• EXERCISE INSTRUCTIONS:
Check each line of the entries below for the word "InvalidDimensions", and copy the lines that have it.
[RECORDS FOR THE EXERCISE]
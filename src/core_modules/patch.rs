// THEORY:
// A located `Window` is only coordinates. The `patch` module cuts the matching
// pixels out of a frame so they can be described or handed to a classifier.
// It works with any `image` buffer (luma for the histogram engine, RGB for
// callers that want the color sample) and always returns an owned copy; the
// frame is only borrowed for the duration of the call.

use crate::core_modules::window::Window;
use crate::error::{PatchError, Result};
use image::{GenericImageView, ImageBuffer, Pixel};

/// Copies the pixels under `window` out of `image`.
pub fn extract_patch<I, P>(image: &I, window: &Window) -> Result<ImageBuffer<P, Vec<P::Subpixel>>>
where
    I: GenericImageView<Pixel = P>,
    P: Pixel + 'static,
{
    if window.size == 0 {
        return Err(PatchError::parameter("window.size", "must be positive"));
    }
    let (width, height) = image.dimensions();
    if !window.fits_within(width, height) {
        return Err(PatchError::dimensions(
            format!("window inside {width}x{height} image"),
            format!(
                "{0}x{0} window at ({1}, {2})",
                window.size, window.x, window.y
            ),
        ));
    }
    Ok(ImageBuffer::from_fn(window.size, window.size, |px, py| {
        image.get_pixel(window.x + px, window.y + py)
    }))
}

/// Cuts one patch per window, in window order.
pub fn extract_patches<I, P>(
    image: &I,
    windows: &[Window],
) -> Result<Vec<ImageBuffer<P, Vec<P::Subpixel>>>>
where
    I: GenericImageView<Pixel = P>,
    P: Pixel + 'static,
{
    windows.iter().map(|w| extract_patch(image, w)).collect()
}

#[cfg(test)]
mod tests {
    use super::*;
    use image::{GrayImage, Luma, Rgb, RgbImage};

    #[test]
    fn patch_copies_the_window_region() {
        let image = GrayImage::from_fn(20, 20, |x, y| Luma([(y * 20 + x) as u8]));
        let patch = extract_patch(&image, &Window::new(5, 7, 4)).unwrap();

        assert_eq!(patch.dimensions(), (4, 4));
        assert_eq!(patch.get_pixel(0, 0).0[0], (7 * 20 + 5) as u8);
        assert_eq!(patch.get_pixel(3, 3).0[0], (10 * 20 + 8) as u8);
    }

    #[test]
    fn color_patches_keep_their_channels() {
        let image = RgbImage::from_fn(8, 8, |x, y| Rgb([x as u8, y as u8, 9]));
        let patch = extract_patch(&image, &Window::new(4, 4, 4)).unwrap();
        assert_eq!(patch.get_pixel(1, 2), &Rgb([5, 6, 9]));
    }

    #[test]
    fn window_leaving_the_image_is_rejected() {
        let image = GrayImage::new(10, 10);
        let err = extract_patch(&image, &Window::new(5, 5, 6)).unwrap_err();
        assert!(matches!(err, PatchError::InvalidDimensions { .. }));
        assert!(extract_patch(&image, &Window::new(5, 5, 5)).is_ok());
    }

    #[test]
    fn far_anchors_are_rejected_without_wrapping() {
        let image = GrayImage::new(10, 10);
        for window in [Window::new(u32::MAX, 0, 5), Window::new(0, u32::MAX - 2, 5)] {
            let err = extract_patch(&image, &window).unwrap_err();
            assert!(matches!(err, PatchError::InvalidDimensions { .. }));
        }
    }

    #[test]
    fn extract_patches_fails_as_a_whole() {
        let image = GrayImage::new(10, 10);
        let windows = [Window::new(0, 0, 5), Window::new(8, 8, 5)];
        assert!(extract_patches(&image, &windows).is_err());
        assert_eq!(extract_patches(&image, &windows[..1]).unwrap().len(), 1);
    }
}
[/RECORDS FOR THE EXERCISE]
• WRITTEN SOLUTION:
        assert!(matches!(err, PatchError::InvalidDimensions { .. }));
            assert!(matches!(err, PatchError::InvalidDimensions { .. }));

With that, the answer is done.